Materials provided

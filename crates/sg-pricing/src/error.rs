//! Pricing-subsystem error type.

use thiserror::Error;

use sg_core::{CountryId, PanelId};
use sg_map::MapError;
use sg_route::RouteError;

/// Errors produced by `sg-pricing`.
#[derive(Debug, Error)]
pub enum PricingError {
    #[error("panel {panel} is owned by {country}, but the grid has {countries} countries")]
    UnknownOwner {
        panel: PanelId,
        country: CountryId,
        countries: usize,
    },

    #[error(transparent)]
    Map(#[from] MapError),

    #[error(transparent)]
    Route(#[from] RouteError),
}

pub type PricingResult<T> = Result<T, PricingError>;
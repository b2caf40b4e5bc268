//! The end-to-end pricing pass.
//!
//! Control flow, leaves first: grid → capitals → adjacency → capital graph →
//! one distance table per source country → cost matrix.  Every stage output
//! is an explicit value passed to the next stage; nothing is stashed in
//! globals, so the pass is reentrant and each stage testable in isolation.

use tracing::{debug, info};

use sg_core::{CountryId, PanelId};
use sg_map::{WorldGrid, build_adjacency, locate_capitals};
use sg_route::{CapitalGraph, shortest_distances};

use crate::{PricingError, PricingResult, SolarPanel, panel_cost};

// ── PriceMatrix ───────────────────────────────────────────────────────────────

/// Per-source-country cost rows.
///
/// Row `c` prices every panel (in input order) against country `c`'s capital
/// as the shortest-path source.
#[derive(Debug, Clone, PartialEq, Eq)]
pub struct PriceMatrix {
    rows: Vec<Vec<u64>>,
}

impl PriceMatrix {
    /// Assemble a matrix from pre-computed rows (row index = source country).
    pub fn from_rows(rows: Vec<Vec<u64>>) -> Self {
        Self { rows }
    }

    /// All rows, indexed by source country id.
    pub fn rows(&self) -> &[Vec<u64>] {
        &self.rows
    }

    /// Costs for one source country, in panel input order.
    pub fn row(&self, country: CountryId) -> &[u64] {
        &self.rows[country.index()]
    }
}

// ── PricingRun ────────────────────────────────────────────────────────────────

/// Result of a full pricing pass.
pub struct PricingRun {
    /// The cost matrix, the batch output of the run.
    pub costs: PriceMatrix,
    /// The capital graph the costs were computed over.  Read-only view for
    /// presentation: capitals, neighbour lists and pairwise hop costs.
    pub graph: CapitalGraph,
}

// ── Pipeline ──────────────────────────────────────────────────────────────────

/// Price every panel against every country's capital.
///
/// Rejects panels owned by a country id outside the grid's dense range
/// before any spatial work starts.  Fails if any country lacks a non-border
/// cell to host its capital — an invalid partition with no recovery policy.
pub fn price_panels(grid: &WorldGrid, panels: &[SolarPanel]) -> PricingResult<PricingRun> {
    let countries = grid.country_count();

    for (index, panel) in panels.iter().enumerate() {
        if panel.country.index() >= countries {
            return Err(PricingError::UnknownOwner {
                panel: PanelId(index as u32),
                country: panel.country,
                countries,
            });
        }
    }

    let capitals = locate_capitals(grid)?;
    let neighbours = build_adjacency(grid);
    let graph = CapitalGraph::new(capitals, neighbours)?;
    info!(countries, panels = panels.len(), "capital graph built");

    let mut rows = Vec::with_capacity(countries);
    for c in 0..countries {
        let source = CountryId(c as u16);
        let table = shortest_distances(&graph, source);
        debug!(%source, "distance table computed");
        rows.push(panels.iter().map(|p| panel_cost(p, &table)).collect());
    }
    info!("pricing pass complete");

    Ok(PricingRun { costs: PriceMatrix { rows }, graph })
}
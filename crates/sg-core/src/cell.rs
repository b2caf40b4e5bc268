//! The immutable per-cell value of the world raster.

use crate::{CountryId, GridPoint};

/// One grid cell: position, altitude, owning country.
///
/// Altitude is parsed and carried but not consumed by the pricing pipeline;
/// it is reserved for terrain-aware cost extensions.
#[derive(Copy, Clone, Debug, PartialEq, Eq)]
#[cfg_attr(feature = "serde", derive(serde::Serialize, serde::Deserialize))]
pub struct Cell {
    pub x: i32,
    pub y: i32,
    pub altitude: i32,
    pub country: CountryId,
}

impl Cell {
    #[inline]
    pub fn new(x: i32, y: i32, altitude: i32, country: CountryId) -> Self {
        Self { x, y, altitude, country }
    }

    /// The cell's coordinate, dropping altitude and ownership.
    #[inline]
    pub fn point(&self) -> GridPoint {
        GridPoint::new(self.x, self.y)
    }
}
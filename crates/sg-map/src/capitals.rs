//! Capital selection.
//!
//! The capital is the single cell that represents a country in the
//! inter-capital graph.  Selection starts from the country's centroid point
//! (integer-truncated mean of its cell coordinates) and falls back to the
//! nearest non-border cell when the centroid is unsuitable.
//!
//! The two fallback branches test *different* conditions — border status of
//! the centroid cell versus its country membership — and both resolve to the
//! same nearest-inland search.  The asymmetry is intentional and the output
//! depends on it; do not unify the branches.

use sg_core::{CountryId, GridPoint};

use crate::{MapError, MapResult, WorldGrid};

/// Capital of every country, indexed by `CountryId`.
///
/// Fails on the first country that has no non-border cell — an invalid
/// partition with no recovery policy.
pub fn locate_capitals(grid: &WorldGrid) -> MapResult<Vec<GridPoint>> {
    (0..grid.country_count())
        .map(|c| capital_of(grid, CountryId(c as u16)))
        .collect()
}

/// Capital of a single country.
///
/// 1. Centroid cell owned by the country and not a border cell → that cell.
/// 2. Centroid cell owned by the country but on a border → nearest inland
///    cell.
/// 3. Centroid cell owned by someone else → nearest inland cell.
pub fn capital_of(grid: &WorldGrid, country: CountryId) -> MapResult<GridPoint> {
    let (mut sum_x, mut sum_y, mut count) = (0i64, 0i64, 0i64);
    for cell in grid.cells_of(country) {
        sum_x += i64::from(cell.x);
        sum_y += i64::from(cell.y);
        count += 1;
    }
    // Country ids are dense, so every country owns at least one cell.
    let centroid = GridPoint::new((sum_x / count) as i32, (sum_y / count) as i32);

    let at_centroid = grid.cell_at(centroid);
    if at_centroid.country == country && !grid.is_border(at_centroid) {
        return Ok(centroid);
    }
    nearest_inland(grid, country, centroid)
}

/// Nearest non-border cell of `country` to `from`, by Manhattan distance.
///
/// Ties go to the candidate with the strictly smaller `x`; at equal distance
/// and equal `x`, the earlier cell in parse order wins.  The tie-break
/// direction is observable on symmetric layouts.
fn nearest_inland(grid: &WorldGrid, country: CountryId, from: GridPoint) -> MapResult<GridPoint> {
    let mut best: Option<(u32, GridPoint)> = None;
    for cell in grid.cells_of(country) {
        if grid.is_border(cell) {
            continue;
        }
        let dist = from.manhattan(cell.point());
        match best {
            None => best = Some((dist, cell.point())),
            Some((best_dist, best_point)) => {
                if dist < best_dist || (dist == best_dist && cell.x < best_point.x) {
                    best = Some((dist, cell.point()));
                }
            }
        }
    }
    best.map(|(_, p)| p)
        .ok_or(MapError::NoInlandCell { country })
}
//! Server-Sent Events support

use crate::studio::{StudioEvent, StudioSnapshot};
use axum::response::sse::{Event, KeepAlive, Sse};
use futures::stream::Stream;
use serde_json::json;
use std::convert::Infallible;
use std::time::Duration;
use tokio_stream::wrappers::BroadcastStream;
use tokio_stream::StreamExt;

/// Convert broadcast stream to SSE stream
pub fn sse_stream(
    init: StudioSnapshot,
    broadcast_rx: tokio::sync::broadcast::Receiver<StudioEvent>,
) -> Sse<impl Stream<Item = Result<Event, Infallible>>> {
    // Start with the full snapshot, then live changes
    let init = futures::stream::once(async move { Ok(init_event(&init)) });

    let broadcasts = BroadcastStream::new(broadcast_rx).filter_map(|result| match result {
        Ok(event) => Some(Ok(studio_event_to_axum(&event))),
        Err(e) => {
            tracing::debug!(error = %e, "SSE subscriber lagged");
            None
        }
    });

    let combined = init.chain(broadcasts);

    Sse::new(combined).keep_alive(
        KeepAlive::new()
            .interval(Duration::from_secs(15))
            .text("ping"),
    )
}

fn init_event(snapshot: &StudioSnapshot) -> Event {
    let data = json!({
        "type": "init",
        "state": snapshot,
    });
    Event::default().event("init").data(data.to_string())
}

fn studio_event_to_axum(event: &StudioEvent) -> Event {
    let data = serde_json::to_string(event).unwrap_or_else(|e| {
        tracing::error!(error = %e, "Failed to serialize studio event");
        json!({ "type": "error", "message": e.to_string() }).to_string()
    });
    Event::default().event(event.name()).data(data)
}
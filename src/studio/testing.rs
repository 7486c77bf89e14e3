//! Mock collaborators for testing
//!
//! These mocks let the studio run end to end without a backend.

use crate::backend::{BackendError, ChatBackend};
use crate::registry::Chat;
use crate::store::Message;
use crate::transport::{ByteStream, CodeStreamSource, TransportError};
use async_trait::async_trait;
use bytes::Bytes;
use futures::StreamExt;
use std::collections::HashMap;
use std::sync::atomic::{AtomicBool, Ordering};
use std::sync::{Arc, Mutex};
use std::time::Duration;
use tokio::sync::{mpsc, Notify};
use tokio_stream::wrappers::UnboundedReceiverStream;

type ChunkSender = mpsc::UnboundedSender<Result<Bytes, TransportError>>;
type ChunkReceiver = mpsc::UnboundedReceiver<Result<Bytes, TransportError>>;

/// One `data:` line of the code stream
pub fn record(kind: &str, data: &str, message_id: &str) -> String {
    let record = serde_json::json!({ "type": kind, "data": data, "message_id": message_id });
    format!("data: {record}\n")
}

// ============================================================================
// Mock Stream Source
// ============================================================================

/// Stream source whose bytes are pushed by the test, one channel per
/// message id. Either side may create the channel first.
#[derive(Default)]
pub struct MockStreamSource {
    senders: Mutex<HashMap<String, ChunkSender>>,
    receivers: Mutex<HashMap<String, ChunkReceiver>>,
    failures: Mutex<HashMap<String, TransportError>>,
    /// Message ids `open` was called with
    pub opened: Mutex<Vec<String>>,
}

impl MockStreamSource {
    pub fn new() -> Self {
        Self::default()
    }

    fn ensure_channel(&self, message_id: &str) -> ChunkSender {
        let mut senders = self.senders.lock().unwrap();
        if let Some(tx) = senders.get(message_id) {
            return tx.clone();
        }
        let (tx, rx) = mpsc::unbounded_channel();
        senders.insert(message_id.to_string(), tx.clone());
        self.receivers
            .lock()
            .unwrap()
            .insert(message_id.to_string(), rx);
        tx
    }

    /// Push raw bytes into the stream for `message_id`
    pub fn send(&self, message_id: &str, bytes: impl Into<Bytes>) {
        let _ = self.ensure_channel(message_id).send(Ok(bytes.into()));
    }

    /// Push one well-formed record
    pub fn send_event(&self, message_id: &str, kind: &str, data: &str) {
        self.send(message_id, record(kind, data, message_id));
    }

    /// Fail the body mid-stream
    pub fn send_error(&self, message_id: &str, error: TransportError) {
        let _ = self.ensure_channel(message_id).send(Err(error));
    }

    /// End the stream for `message_id`
    pub fn close(&self, message_id: &str) {
        self.senders.lock().unwrap().remove(message_id);
    }

    /// Make `open` fail for `message_id`
    pub fn fail_open(&self, message_id: &str, error: TransportError) {
        self.failures
            .lock()
            .unwrap()
            .insert(message_id.to_string(), error);
    }

    pub fn opened_ids(&self) -> Vec<String> {
        self.opened.lock().unwrap().clone()
    }
}

#[async_trait]
impl CodeStreamSource for MockStreamSource {
    async fn open(&self, message_id: &str) -> Result<ByteStream, TransportError> {
        self.opened.lock().unwrap().push(message_id.to_string());
        if let Some(error) = self.failures.lock().unwrap().get(message_id) {
            return Err(error.clone());
        }
        if !self.receivers.lock().unwrap().contains_key(message_id) {
            self.ensure_channel(message_id);
        }
        let rx = self
            .receivers
            .lock()
            .unwrap()
            .remove(message_id)
            .ok_or_else(|| TransportError::network("stream already opened"))?;
        Ok(UnboundedReceiverStream::new(rx).boxed())
    }
}

// ============================================================================
// Mock Chat Backend
// ============================================================================

#[derive(Debug, Clone, PartialEq, Eq)]
pub enum BackendCall {
    ListConversations,
    ListMessages(String),
    CreateConversation(String),
    SendMessage { conversation_id: String, message_id: String },
    DeleteConversation(String),
    RenderVideo { message_id: String, code: String },
}

/// In-memory backend with switchable failures
#[derive(Default)]
pub struct MockChatBackend {
    pub calls: Mutex<Vec<BackendCall>>,
    chats: Mutex<Vec<Chat>>,
    messages: Mutex<HashMap<String, Vec<Message>>>,
    pub fail_send: AtomicBool,
    pub fail_render: AtomicBool,
    /// When set, renders wait for `release_render` before answering
    pub hold_render: AtomicBool,
    render_release: Notify,
    /// Notified when a render request arrives
    pub render_started: Arc<Notify>,
    /// When set, message listings wait for `release_messages`
    pub hold_messages: AtomicBool,
    messages_release: Notify,
    /// Notified when a held message listing arrives
    pub messages_started: Arc<Notify>,
}

impl MockChatBackend {
    pub fn new() -> Self {
        Self::default()
    }

    /// Seed a remote conversation for `refresh`
    pub fn add_remote(&self, chat: Chat, messages: Vec<Message>) {
        self.messages
            .lock()
            .unwrap()
            .insert(chat.id.clone(), messages);
        self.chats.lock().unwrap().push(chat);
    }

    pub fn release_render(&self) {
        self.render_release.notify_one();
    }

    pub fn release_messages(&self) {
        self.messages_release.notify_one();
    }

    pub fn recorded_calls(&self) -> Vec<BackendCall> {
        self.calls.lock().unwrap().clone()
    }

    fn record(&self, call: BackendCall) {
        self.calls.lock().unwrap().push(call);
    }
}

#[async_trait]
impl ChatBackend for MockChatBackend {
    async fn list_conversations(&self) -> Result<Vec<Chat>, BackendError> {
        self.record(BackendCall::ListConversations);
        Ok(self.chats.lock().unwrap().clone())
    }

    async fn list_messages(&self, conversation_id: &str) -> Result<Vec<Message>, BackendError> {
        self.record(BackendCall::ListMessages(conversation_id.to_string()));
        if self.hold_messages.load(Ordering::SeqCst) {
            self.messages_started.notify_one();
            self.messages_release.notified().await;
        }
        Ok(self
            .messages
            .lock()
            .unwrap()
            .get(conversation_id)
            .cloned()
            .unwrap_or_default())
    }

    async fn create_conversation(&self, chat: &Chat) -> Result<(), BackendError> {
        self.record(BackendCall::CreateConversation(chat.id.clone()));
        Ok(())
    }

    async fn send_message(
        &self,
        conversation_id: &str,
        message: &Message,
    ) -> Result<(), BackendError> {
        self.record(BackendCall::SendMessage {
            conversation_id: conversation_id.to_string(),
            message_id: message.id.clone(),
        });
        if self.fail_send.load(Ordering::SeqCst) {
            return Err(BackendError::Status {
                operation: "send message",
                status: 500,
            });
        }
        Ok(())
    }

    async fn delete_conversation(&self, conversation_id: &str) -> Result<(), BackendError> {
        self.record(BackendCall::DeleteConversation(conversation_id.to_string()));
        Ok(())
    }

    async fn render_video(&self, message_id: &str, code: &str) -> Result<String, BackendError> {
        self.record(BackendCall::RenderVideo {
            message_id: message_id.to_string(),
            code: code.to_string(),
        });
        self.render_started.notify_one();
        if self.hold_render.load(Ordering::SeqCst) {
            self.render_release.notified().await;
        }
        if self.fail_render.load(Ordering::SeqCst) {
            return Err(BackendError::Request {
                operation: "render video",
                message: "renderer crashed".to_string(),
            });
        }
        Ok(format!("/media/{message_id}.mp4"))
    }
}

// ============================================================================
// Helpers
// ============================================================================

/// Poll `condition` until it holds; panics after two seconds
pub async fn wait_until(mut condition: impl FnMut() -> bool) {
    let result = tokio::time::timeout(Duration::from_secs(2), async {
        while !condition() {
            tokio::time::sleep(Duration::from_millis(5)).await;
        }
    })
    .await;
    assert!(result.is_ok(), "condition not reached in time");
}

/// Give spawned tasks a chance to run
pub async fn settle() {
    tokio::time::sleep(Duration::from_millis(50)).await;
}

Exercise directions
Lines from the top of the data above through the line with "is stashed in", both ends included: copy them exactly, nothing more.

Result below
filename crates/sg-pricing/src/error.rs
//! Pricing-subsystem error type.

use thiserror::Error;

use sg_core::{CountryId, PanelId};
use sg_map::MapError;
use sg_route::RouteError;

/// Errors produced by `sg-pricing`.
#[derive(Debug, Error)]
pub enum PricingError {
    #[error("panel {panel} is owned by {country}, but the grid has {countries} countries")]
    UnknownOwner {
        panel: PanelId,
        country: CountryId,
        countries: usize,
    },

    #[error(transparent)]
    Map(#[from] MapError),

    #[error(transparent)]
    Route(#[from] RouteError),
}

pub type PricingResult<T> = Result<T, PricingError>;
repository b2caf40b4e5bc268
//! The end-to-end pricing pass.
//!
//! Control flow, leaves first: grid → capitals → adjacency → capital graph →
//! one distance table per source country → cost matrix.  Every stage output
//! is an explicit value passed to the next stage; nothing is stashed in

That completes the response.